>>>

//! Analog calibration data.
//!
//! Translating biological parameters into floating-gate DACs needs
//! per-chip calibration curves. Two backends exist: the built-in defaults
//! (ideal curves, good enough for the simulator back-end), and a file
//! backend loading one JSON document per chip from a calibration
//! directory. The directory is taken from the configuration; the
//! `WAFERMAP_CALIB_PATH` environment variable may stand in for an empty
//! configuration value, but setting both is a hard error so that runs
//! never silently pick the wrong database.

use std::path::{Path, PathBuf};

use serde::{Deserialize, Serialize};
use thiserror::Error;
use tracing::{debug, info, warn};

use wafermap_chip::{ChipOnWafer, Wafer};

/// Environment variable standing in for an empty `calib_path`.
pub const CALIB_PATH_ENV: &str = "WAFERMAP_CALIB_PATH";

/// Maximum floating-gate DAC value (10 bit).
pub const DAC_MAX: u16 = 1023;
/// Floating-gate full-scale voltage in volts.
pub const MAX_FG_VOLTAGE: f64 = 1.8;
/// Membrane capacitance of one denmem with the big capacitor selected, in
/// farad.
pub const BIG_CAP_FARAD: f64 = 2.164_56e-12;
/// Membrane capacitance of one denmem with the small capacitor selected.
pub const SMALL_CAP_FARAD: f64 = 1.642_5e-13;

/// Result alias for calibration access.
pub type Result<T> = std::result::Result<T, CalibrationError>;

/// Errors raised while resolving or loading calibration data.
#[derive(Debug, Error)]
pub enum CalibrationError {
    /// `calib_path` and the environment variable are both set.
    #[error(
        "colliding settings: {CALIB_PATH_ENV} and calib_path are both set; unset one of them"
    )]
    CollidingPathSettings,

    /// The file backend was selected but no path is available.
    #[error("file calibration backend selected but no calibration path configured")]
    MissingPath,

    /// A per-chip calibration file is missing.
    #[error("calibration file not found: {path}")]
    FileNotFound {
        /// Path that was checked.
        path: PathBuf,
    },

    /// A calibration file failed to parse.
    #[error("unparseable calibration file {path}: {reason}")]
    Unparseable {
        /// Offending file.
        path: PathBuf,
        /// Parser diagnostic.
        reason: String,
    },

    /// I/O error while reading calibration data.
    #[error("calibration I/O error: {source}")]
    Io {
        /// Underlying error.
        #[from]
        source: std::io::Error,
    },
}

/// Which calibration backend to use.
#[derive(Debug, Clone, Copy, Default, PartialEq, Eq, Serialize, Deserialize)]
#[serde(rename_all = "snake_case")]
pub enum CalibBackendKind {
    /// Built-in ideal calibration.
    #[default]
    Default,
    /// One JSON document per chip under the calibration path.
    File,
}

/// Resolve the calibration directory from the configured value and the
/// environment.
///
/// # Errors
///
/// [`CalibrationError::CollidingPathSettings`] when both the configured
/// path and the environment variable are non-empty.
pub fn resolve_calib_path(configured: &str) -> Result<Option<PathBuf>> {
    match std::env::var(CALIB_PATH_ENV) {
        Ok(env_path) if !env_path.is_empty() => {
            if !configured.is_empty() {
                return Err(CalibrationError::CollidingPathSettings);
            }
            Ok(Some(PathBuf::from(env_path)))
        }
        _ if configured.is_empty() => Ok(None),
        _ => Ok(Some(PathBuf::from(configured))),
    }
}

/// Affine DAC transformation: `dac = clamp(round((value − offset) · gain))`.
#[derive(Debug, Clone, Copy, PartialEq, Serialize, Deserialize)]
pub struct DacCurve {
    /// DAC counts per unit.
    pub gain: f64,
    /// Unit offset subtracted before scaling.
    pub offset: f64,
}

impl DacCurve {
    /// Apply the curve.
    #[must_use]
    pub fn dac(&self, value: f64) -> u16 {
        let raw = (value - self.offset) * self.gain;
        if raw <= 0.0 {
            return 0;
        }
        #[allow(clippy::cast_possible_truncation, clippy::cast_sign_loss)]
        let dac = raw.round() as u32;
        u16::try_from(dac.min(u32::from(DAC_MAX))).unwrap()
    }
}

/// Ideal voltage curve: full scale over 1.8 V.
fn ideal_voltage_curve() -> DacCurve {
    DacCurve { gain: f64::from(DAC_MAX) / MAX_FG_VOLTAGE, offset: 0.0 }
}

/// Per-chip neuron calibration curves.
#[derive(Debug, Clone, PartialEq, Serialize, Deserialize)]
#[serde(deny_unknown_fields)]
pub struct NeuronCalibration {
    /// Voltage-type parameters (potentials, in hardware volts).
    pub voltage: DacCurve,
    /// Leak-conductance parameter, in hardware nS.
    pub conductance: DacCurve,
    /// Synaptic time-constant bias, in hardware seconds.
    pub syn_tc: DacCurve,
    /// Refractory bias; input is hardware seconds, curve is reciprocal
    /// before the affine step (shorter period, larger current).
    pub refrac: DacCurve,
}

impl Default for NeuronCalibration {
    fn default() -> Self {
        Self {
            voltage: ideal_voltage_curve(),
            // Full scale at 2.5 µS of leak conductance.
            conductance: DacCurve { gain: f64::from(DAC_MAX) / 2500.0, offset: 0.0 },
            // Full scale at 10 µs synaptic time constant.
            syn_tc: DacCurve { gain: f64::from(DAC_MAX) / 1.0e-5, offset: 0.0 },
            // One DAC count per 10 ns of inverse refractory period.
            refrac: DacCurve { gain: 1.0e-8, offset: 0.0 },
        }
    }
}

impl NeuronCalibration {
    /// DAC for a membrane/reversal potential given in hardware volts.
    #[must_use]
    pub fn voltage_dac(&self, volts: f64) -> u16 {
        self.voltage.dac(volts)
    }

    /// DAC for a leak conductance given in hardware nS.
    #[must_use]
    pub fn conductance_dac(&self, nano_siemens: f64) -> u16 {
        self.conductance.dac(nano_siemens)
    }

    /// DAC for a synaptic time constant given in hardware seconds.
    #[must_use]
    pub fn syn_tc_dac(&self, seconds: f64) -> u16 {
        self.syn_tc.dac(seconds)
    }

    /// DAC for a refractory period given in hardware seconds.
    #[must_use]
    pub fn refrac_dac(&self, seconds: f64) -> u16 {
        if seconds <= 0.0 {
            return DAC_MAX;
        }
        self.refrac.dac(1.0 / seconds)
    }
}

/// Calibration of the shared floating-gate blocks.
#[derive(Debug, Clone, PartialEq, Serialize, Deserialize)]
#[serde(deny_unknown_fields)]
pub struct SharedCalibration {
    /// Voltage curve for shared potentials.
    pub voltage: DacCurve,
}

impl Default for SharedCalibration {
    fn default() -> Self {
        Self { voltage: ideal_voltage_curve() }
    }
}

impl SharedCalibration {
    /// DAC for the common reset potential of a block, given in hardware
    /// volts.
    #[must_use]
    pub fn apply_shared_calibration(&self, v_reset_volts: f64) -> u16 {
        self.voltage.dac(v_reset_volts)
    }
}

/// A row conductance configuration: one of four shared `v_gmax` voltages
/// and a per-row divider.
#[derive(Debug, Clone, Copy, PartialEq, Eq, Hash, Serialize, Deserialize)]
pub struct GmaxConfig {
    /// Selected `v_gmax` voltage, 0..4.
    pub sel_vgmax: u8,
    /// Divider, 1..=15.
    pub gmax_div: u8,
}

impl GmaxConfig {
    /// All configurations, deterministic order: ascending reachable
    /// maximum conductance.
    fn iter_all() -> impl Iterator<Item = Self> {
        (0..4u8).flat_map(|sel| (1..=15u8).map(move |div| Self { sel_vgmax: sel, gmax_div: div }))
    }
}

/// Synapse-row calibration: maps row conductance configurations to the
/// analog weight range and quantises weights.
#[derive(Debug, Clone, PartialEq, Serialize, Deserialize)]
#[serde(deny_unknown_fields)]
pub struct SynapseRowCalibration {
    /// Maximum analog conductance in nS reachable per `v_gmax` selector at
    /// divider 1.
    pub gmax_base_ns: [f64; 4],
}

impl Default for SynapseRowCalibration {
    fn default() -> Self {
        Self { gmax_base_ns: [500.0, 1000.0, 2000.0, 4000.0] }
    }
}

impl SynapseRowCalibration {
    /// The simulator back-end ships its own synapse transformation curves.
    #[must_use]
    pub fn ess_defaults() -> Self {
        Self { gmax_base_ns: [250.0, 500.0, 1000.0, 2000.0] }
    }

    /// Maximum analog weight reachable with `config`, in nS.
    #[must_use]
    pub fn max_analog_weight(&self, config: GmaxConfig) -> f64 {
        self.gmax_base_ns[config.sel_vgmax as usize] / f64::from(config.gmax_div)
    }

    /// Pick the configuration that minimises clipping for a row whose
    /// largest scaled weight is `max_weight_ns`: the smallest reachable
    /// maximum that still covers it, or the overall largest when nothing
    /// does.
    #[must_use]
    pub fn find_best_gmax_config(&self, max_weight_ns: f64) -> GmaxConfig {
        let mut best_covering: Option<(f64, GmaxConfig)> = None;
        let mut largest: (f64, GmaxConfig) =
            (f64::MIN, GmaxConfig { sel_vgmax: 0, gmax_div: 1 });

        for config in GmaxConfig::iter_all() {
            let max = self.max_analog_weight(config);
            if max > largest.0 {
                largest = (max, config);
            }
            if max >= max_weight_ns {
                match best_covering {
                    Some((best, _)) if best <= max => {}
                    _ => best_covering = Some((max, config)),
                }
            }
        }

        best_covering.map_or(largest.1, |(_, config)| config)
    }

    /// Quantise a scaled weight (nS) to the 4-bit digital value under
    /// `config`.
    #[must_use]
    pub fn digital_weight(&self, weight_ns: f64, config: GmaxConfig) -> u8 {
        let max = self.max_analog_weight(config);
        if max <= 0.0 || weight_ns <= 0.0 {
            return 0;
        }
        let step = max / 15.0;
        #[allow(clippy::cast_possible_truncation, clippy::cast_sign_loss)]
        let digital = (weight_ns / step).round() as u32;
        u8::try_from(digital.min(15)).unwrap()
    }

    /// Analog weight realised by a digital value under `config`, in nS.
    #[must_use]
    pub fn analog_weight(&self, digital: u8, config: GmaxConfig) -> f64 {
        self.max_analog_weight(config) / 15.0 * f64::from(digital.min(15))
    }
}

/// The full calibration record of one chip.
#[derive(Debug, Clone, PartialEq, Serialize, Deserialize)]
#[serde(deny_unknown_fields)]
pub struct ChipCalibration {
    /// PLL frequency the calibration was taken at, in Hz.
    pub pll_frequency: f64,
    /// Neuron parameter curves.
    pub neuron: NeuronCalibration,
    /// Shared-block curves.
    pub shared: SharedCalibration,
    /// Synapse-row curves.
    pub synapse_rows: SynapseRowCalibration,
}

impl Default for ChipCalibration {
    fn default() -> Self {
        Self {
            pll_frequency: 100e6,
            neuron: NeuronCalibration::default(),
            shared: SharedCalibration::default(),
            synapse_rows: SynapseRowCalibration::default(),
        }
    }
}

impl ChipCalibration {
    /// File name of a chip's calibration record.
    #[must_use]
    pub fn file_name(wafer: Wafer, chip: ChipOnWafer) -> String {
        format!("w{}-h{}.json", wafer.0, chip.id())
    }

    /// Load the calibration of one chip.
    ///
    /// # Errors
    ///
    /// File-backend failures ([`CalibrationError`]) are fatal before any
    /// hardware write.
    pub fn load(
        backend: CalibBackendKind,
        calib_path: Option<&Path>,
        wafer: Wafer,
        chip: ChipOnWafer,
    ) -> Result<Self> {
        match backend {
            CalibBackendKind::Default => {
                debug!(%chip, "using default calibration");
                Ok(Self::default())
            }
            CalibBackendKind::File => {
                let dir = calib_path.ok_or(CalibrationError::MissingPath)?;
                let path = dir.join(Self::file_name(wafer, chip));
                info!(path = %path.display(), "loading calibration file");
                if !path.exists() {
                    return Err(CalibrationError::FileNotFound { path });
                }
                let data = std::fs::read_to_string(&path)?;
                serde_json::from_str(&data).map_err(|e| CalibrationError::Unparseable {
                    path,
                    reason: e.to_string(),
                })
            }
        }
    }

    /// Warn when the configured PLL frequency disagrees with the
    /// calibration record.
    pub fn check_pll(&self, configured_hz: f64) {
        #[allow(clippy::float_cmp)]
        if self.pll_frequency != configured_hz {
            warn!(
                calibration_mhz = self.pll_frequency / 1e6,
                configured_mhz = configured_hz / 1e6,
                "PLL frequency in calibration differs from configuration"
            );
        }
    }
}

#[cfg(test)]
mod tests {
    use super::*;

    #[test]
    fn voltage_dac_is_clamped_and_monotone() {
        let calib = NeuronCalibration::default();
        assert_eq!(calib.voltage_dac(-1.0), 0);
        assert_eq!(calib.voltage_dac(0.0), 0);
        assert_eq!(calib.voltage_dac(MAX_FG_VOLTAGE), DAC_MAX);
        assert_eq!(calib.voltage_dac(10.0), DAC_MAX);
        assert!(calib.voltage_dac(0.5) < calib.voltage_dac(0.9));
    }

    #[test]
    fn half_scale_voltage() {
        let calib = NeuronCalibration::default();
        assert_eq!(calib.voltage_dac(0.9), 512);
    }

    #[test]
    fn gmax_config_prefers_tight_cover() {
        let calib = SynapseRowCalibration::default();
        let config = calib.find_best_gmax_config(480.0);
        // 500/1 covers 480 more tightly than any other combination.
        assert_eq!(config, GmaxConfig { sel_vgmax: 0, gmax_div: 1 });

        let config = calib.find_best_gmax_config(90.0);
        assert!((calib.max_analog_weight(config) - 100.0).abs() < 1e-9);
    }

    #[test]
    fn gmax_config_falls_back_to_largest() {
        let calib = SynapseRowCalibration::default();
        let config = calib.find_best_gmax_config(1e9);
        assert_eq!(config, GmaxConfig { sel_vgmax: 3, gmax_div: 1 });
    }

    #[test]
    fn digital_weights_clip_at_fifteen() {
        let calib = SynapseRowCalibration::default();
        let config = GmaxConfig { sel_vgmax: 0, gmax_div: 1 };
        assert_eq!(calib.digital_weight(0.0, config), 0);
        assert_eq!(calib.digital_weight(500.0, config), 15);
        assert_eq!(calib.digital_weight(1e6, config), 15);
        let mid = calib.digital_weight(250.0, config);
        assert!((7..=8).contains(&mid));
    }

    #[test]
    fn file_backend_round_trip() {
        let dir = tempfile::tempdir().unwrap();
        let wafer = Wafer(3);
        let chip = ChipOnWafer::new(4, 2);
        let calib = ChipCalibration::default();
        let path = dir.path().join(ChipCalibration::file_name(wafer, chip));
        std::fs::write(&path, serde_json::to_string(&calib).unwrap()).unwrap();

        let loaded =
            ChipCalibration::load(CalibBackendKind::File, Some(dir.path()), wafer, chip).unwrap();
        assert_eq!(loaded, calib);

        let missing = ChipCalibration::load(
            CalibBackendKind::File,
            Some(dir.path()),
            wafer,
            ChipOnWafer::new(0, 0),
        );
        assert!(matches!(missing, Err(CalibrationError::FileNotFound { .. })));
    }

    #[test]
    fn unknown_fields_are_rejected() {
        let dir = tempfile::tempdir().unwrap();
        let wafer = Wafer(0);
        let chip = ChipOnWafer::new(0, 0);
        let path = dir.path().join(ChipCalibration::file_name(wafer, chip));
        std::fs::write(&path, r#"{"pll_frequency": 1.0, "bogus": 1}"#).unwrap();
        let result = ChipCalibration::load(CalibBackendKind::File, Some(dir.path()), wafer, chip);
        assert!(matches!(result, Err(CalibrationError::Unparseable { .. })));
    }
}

<<<

Exercise description: Keeping every character as it is, restate the lines above that run from the line with "counts per unit." through the line with "synaptic time constant.", both included, and nothing else.

Exercise response:
    /// DAC counts per unit.
    pub gain: f64,
    /// Unit offset subtracted before scaling.
    pub offset: f64,
}

impl DacCurve {
    /// Apply the curve.
    #[must_use]
    pub fn dac(&self, value: f64) -> u16 {
        let raw = (value - self.offset) * self.gain;
        if raw <= 0.0 {
            return 0;
        }
        #[allow(clippy::cast_possible_truncation, clippy::cast_sign_loss)]
        let dac = raw.round() as u32;
        u16::try_from(dac.min(u32::from(DAC_MAX))).unwrap()
    }
}

/// Ideal voltage curve: full scale over 1.8 V.
fn ideal_voltage_curve() -> DacCurve {
    DacCurve { gain: f64::from(DAC_MAX) / MAX_FG_VOLTAGE, offset: 0.0 }
}

/// Per-chip neuron calibration curves.
#[derive(Debug, Clone, PartialEq, Serialize, Deserialize)]
#[serde(deny_unknown_fields)]
pub struct NeuronCalibration {
    /// Voltage-type parameters (potentials, in hardware volts).
    pub voltage: DacCurve,
    /// Leak-conductance parameter, in hardware nS.
    pub conductance: DacCurve,
    /// Synaptic time-constant bias, in hardware seconds.
    pub syn_tc: DacCurve,
    /// Refractory bias; input is hardware seconds, curve is reciprocal
    /// before the affine step (shorter period, larger current).
    pub refrac: DacCurve,
}

impl Default for NeuronCalibration {
    fn default() -> Self {
        Self {
            voltage: ideal_voltage_curve(),
            // Full scale at 2.5 µS of leak conductance.
            conductance: DacCurve { gain: f64::from(DAC_MAX) / 2500.0, offset: 0.0 },
            // Full scale at 10 µs synaptic time constant.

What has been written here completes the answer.